Recorded data
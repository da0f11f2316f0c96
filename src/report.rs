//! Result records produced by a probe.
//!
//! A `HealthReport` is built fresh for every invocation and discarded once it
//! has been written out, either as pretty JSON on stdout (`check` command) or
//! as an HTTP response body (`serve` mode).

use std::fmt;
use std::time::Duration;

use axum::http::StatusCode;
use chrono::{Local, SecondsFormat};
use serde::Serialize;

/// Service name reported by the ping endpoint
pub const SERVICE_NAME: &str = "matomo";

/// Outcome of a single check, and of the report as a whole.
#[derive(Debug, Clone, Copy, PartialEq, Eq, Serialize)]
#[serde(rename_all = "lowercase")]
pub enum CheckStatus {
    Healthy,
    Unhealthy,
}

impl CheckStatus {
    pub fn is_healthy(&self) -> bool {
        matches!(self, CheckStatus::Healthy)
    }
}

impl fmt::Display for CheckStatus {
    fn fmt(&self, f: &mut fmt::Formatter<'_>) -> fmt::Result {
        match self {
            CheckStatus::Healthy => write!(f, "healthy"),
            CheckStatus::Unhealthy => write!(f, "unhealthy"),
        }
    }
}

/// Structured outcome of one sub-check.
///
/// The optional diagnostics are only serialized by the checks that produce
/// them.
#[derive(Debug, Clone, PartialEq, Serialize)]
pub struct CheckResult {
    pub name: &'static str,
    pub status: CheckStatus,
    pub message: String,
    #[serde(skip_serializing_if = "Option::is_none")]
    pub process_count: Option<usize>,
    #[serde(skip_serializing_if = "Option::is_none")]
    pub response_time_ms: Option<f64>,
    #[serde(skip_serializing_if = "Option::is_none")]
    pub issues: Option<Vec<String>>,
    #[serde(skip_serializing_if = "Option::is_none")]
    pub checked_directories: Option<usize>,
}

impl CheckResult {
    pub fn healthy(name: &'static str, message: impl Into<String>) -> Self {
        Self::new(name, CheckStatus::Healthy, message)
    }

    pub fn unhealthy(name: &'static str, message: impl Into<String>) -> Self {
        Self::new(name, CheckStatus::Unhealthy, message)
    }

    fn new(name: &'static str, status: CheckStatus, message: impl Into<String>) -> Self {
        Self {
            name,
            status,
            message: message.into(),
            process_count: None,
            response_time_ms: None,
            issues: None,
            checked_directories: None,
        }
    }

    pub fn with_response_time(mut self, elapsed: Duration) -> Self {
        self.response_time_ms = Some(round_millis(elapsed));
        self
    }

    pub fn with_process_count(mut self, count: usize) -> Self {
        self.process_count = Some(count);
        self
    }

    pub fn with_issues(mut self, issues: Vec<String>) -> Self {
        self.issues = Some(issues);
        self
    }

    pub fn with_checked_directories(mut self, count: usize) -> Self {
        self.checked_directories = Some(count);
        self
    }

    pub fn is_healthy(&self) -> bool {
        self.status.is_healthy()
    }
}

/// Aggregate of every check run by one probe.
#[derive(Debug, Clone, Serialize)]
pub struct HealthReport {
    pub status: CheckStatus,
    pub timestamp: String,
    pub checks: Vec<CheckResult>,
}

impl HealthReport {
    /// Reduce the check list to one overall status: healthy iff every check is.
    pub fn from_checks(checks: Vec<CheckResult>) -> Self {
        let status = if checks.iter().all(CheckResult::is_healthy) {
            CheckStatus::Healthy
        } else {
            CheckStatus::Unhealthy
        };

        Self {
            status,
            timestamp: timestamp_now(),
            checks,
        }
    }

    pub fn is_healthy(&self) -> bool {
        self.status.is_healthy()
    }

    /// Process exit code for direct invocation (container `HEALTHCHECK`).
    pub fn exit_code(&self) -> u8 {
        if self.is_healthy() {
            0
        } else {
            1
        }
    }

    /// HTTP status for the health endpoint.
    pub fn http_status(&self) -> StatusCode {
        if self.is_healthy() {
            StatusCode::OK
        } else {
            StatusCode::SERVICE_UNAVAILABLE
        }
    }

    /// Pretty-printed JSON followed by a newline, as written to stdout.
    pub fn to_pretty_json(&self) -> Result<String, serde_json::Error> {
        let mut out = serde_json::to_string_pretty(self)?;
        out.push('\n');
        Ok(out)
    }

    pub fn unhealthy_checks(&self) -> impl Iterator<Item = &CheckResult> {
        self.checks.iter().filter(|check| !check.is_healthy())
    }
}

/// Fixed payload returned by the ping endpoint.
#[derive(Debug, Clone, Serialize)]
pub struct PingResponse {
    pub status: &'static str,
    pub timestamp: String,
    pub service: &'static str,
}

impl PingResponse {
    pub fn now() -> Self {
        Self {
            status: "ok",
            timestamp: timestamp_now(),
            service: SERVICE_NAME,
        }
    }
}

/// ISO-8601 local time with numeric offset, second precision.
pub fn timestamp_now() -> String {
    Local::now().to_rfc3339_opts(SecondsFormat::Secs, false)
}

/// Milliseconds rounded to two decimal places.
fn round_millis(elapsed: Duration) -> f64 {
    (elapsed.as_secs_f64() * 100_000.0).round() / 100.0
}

--

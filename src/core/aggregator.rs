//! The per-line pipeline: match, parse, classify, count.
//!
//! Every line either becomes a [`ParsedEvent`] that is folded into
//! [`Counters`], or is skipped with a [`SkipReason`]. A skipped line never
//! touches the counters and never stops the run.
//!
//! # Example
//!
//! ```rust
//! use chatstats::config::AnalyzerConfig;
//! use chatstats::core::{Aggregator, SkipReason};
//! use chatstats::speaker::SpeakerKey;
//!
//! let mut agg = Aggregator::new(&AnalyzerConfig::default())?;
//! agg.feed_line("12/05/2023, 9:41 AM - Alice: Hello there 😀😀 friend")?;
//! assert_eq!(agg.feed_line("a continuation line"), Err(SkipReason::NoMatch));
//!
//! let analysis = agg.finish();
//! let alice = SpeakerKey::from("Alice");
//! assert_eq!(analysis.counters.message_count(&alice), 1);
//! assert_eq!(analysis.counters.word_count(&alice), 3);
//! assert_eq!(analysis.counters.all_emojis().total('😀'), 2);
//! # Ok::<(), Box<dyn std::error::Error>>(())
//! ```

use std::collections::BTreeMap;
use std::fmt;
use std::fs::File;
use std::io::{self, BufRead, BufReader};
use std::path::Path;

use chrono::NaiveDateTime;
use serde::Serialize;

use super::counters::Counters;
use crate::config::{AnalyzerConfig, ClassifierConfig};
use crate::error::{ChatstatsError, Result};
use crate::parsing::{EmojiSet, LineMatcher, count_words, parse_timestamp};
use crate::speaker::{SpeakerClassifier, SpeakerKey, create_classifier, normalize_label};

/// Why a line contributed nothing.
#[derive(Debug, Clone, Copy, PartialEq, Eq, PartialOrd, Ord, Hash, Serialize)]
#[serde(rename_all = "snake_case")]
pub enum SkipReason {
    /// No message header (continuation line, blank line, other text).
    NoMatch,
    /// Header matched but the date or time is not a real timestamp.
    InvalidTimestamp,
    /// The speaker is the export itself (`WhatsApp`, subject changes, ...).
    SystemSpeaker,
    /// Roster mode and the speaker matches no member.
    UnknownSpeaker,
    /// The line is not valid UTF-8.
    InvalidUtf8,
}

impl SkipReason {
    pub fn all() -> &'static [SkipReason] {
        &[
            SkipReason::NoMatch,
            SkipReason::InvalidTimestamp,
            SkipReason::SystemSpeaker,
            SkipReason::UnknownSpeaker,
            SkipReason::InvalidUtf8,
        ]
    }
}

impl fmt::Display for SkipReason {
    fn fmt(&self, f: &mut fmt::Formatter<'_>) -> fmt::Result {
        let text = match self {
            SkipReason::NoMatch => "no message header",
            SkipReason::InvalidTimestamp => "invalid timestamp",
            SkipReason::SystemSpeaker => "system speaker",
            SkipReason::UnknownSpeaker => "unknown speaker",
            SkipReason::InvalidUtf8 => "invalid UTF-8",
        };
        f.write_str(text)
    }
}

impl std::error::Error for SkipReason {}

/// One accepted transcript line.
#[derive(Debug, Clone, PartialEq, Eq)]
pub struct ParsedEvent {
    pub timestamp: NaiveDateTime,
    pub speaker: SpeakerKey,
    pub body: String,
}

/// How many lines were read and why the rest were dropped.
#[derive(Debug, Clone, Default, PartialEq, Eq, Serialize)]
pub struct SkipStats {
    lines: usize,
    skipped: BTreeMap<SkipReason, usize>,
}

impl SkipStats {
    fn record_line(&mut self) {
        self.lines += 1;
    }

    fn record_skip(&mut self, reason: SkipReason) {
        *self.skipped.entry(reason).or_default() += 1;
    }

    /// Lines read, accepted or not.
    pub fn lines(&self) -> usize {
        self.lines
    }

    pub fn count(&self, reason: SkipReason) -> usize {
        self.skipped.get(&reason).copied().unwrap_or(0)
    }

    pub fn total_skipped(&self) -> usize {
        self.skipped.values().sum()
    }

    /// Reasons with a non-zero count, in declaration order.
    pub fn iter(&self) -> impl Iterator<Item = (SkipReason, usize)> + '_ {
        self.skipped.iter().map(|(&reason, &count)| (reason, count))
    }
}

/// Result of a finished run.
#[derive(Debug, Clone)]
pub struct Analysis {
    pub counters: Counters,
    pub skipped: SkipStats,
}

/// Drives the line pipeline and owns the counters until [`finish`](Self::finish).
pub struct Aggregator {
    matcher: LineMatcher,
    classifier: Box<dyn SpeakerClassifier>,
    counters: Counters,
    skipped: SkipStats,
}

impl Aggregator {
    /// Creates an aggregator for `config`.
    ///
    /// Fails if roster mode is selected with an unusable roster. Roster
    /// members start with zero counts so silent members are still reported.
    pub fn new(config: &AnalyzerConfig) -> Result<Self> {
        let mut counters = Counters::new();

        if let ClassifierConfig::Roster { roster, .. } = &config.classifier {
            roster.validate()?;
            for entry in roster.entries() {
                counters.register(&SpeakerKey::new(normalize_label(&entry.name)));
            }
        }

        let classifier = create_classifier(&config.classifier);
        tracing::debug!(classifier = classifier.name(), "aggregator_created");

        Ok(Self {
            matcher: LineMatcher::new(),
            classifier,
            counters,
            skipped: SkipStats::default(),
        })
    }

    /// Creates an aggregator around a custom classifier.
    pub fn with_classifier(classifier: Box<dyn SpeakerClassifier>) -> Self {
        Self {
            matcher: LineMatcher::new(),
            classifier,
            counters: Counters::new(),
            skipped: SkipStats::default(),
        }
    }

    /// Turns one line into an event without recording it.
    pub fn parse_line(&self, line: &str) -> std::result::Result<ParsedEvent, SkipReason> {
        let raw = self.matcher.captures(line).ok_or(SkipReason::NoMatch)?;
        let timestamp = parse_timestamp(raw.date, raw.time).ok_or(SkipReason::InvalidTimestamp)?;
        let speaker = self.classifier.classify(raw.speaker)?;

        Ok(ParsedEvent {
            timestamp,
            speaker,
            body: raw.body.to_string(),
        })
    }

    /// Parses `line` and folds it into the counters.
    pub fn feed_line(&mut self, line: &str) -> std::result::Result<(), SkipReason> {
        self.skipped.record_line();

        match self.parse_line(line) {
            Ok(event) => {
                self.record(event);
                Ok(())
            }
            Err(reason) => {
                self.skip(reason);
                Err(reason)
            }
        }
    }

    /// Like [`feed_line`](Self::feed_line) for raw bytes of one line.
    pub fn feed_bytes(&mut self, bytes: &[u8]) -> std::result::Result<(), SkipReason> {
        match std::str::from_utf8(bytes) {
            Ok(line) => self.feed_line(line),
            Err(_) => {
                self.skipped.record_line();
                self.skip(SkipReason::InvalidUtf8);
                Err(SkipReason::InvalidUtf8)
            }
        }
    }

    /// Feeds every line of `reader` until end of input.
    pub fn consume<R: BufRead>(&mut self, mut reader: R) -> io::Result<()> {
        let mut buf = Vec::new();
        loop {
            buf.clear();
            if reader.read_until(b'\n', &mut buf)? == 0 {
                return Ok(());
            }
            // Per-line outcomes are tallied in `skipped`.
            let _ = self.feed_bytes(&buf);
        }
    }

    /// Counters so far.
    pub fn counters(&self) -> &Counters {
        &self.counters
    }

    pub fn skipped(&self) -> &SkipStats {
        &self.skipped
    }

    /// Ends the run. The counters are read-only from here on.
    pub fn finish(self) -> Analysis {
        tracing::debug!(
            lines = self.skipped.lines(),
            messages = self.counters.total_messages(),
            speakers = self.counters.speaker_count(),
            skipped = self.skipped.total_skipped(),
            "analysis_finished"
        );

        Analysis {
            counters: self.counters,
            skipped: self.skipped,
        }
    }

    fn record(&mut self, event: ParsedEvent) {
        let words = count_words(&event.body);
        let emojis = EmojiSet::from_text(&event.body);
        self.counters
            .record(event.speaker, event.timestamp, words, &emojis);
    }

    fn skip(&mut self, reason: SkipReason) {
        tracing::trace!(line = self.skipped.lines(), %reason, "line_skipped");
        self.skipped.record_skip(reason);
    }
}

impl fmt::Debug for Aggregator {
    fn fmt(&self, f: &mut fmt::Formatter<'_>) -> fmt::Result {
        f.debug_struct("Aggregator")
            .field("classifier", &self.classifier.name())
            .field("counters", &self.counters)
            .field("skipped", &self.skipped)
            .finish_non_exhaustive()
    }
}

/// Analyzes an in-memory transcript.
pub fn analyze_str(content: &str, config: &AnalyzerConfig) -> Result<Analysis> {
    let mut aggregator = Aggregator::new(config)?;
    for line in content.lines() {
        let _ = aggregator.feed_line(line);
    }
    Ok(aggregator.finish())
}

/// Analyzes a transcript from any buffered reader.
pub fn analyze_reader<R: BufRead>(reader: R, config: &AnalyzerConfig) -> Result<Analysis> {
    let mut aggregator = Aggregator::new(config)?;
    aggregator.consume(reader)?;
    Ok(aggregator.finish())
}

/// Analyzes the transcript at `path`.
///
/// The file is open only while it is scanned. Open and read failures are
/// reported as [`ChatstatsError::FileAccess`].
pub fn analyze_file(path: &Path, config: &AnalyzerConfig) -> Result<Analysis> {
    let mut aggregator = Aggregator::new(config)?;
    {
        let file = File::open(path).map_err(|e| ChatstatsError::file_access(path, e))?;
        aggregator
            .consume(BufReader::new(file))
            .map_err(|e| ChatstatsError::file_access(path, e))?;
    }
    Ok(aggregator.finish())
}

---

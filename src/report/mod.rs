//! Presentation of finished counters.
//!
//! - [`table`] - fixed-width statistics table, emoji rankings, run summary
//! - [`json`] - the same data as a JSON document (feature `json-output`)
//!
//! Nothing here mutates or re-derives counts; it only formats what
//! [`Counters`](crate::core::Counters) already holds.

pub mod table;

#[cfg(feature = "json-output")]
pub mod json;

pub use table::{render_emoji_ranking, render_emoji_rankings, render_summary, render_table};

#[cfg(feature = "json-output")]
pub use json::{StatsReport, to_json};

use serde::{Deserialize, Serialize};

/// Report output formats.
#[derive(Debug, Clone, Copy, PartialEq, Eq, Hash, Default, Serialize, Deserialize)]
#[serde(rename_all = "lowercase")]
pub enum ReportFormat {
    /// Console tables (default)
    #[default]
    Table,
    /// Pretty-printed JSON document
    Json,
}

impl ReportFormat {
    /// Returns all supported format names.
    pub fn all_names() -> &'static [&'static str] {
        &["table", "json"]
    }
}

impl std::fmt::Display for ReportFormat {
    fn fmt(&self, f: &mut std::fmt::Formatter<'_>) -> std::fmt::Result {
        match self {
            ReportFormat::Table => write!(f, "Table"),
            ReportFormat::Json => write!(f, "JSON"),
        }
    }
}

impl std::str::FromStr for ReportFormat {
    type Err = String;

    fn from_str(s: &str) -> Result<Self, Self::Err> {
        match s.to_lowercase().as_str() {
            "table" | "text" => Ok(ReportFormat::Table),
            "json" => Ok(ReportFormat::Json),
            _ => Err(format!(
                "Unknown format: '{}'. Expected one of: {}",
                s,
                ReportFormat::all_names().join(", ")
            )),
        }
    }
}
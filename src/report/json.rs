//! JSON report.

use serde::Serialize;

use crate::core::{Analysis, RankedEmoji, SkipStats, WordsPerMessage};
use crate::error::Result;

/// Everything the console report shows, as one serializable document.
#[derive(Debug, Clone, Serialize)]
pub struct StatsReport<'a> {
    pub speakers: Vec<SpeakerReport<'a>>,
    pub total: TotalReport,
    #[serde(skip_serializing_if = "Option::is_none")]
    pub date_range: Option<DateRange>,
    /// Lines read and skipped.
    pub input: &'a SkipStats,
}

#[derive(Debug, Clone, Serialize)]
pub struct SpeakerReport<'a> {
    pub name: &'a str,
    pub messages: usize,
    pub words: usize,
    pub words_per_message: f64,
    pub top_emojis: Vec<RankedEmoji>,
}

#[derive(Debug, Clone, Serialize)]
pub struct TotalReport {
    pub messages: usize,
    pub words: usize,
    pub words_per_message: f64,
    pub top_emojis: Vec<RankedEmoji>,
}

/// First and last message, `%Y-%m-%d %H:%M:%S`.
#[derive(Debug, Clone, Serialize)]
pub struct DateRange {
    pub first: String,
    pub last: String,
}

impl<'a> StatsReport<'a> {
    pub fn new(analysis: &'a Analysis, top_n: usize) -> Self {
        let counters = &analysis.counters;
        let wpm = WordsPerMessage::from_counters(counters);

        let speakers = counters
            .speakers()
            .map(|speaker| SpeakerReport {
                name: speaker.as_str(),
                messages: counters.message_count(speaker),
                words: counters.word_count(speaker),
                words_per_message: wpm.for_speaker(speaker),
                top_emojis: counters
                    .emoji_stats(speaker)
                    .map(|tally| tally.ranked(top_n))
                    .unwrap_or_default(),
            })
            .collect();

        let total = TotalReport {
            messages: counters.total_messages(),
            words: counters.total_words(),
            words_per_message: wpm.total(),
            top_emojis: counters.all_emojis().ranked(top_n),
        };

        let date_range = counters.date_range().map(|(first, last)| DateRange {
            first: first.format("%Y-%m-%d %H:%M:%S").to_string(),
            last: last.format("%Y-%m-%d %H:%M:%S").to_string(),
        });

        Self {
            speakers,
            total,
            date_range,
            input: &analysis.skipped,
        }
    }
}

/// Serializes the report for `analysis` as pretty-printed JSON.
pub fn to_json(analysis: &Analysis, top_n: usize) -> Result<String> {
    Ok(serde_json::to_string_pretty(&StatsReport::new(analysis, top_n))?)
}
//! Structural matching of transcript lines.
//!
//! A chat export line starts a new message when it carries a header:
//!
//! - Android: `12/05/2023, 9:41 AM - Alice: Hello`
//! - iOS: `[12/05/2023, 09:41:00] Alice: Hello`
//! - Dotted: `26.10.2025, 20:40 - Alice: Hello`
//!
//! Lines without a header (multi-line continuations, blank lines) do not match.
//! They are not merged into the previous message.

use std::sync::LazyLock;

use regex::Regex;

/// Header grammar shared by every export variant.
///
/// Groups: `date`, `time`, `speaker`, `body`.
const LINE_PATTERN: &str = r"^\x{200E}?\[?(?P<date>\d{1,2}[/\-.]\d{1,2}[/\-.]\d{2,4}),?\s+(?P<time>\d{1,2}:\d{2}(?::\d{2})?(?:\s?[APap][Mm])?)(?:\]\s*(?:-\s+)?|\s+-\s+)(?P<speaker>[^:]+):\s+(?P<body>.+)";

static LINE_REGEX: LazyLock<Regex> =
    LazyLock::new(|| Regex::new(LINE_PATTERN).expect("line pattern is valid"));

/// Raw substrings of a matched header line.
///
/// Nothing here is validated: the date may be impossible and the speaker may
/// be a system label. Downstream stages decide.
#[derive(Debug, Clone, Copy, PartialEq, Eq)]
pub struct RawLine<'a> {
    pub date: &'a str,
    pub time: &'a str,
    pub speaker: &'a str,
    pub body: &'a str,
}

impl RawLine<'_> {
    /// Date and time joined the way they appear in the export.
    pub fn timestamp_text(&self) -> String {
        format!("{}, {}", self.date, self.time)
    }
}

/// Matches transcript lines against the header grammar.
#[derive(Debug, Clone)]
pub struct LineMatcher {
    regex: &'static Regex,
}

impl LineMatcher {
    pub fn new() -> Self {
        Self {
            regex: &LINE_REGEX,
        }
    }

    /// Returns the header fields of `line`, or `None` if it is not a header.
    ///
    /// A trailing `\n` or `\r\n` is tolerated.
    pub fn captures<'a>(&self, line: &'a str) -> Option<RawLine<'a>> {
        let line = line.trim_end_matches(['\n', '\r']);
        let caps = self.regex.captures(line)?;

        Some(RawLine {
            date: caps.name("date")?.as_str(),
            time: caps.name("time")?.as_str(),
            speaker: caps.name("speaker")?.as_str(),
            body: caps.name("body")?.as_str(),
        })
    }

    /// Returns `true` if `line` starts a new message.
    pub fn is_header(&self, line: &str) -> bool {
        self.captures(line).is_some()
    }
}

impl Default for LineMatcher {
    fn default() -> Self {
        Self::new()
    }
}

Task prompt: The reply should consist solely of the lines above from the one that has "repository da0f11f2316f0c96" through the one that has "use std::time::Duration;", reproduced exactly.

Exercise result:
repository da0f11f2316f0c96
filename src/report.rs
//! Result records produced by a probe.
//!
//! A `HealthReport` is built fresh for every invocation and discarded once it
//! has been written out, either as pretty JSON on stdout (`check` command) or
//! as an HTTP response body (`serve` mode).

use std::fmt;
use std::time::Duration;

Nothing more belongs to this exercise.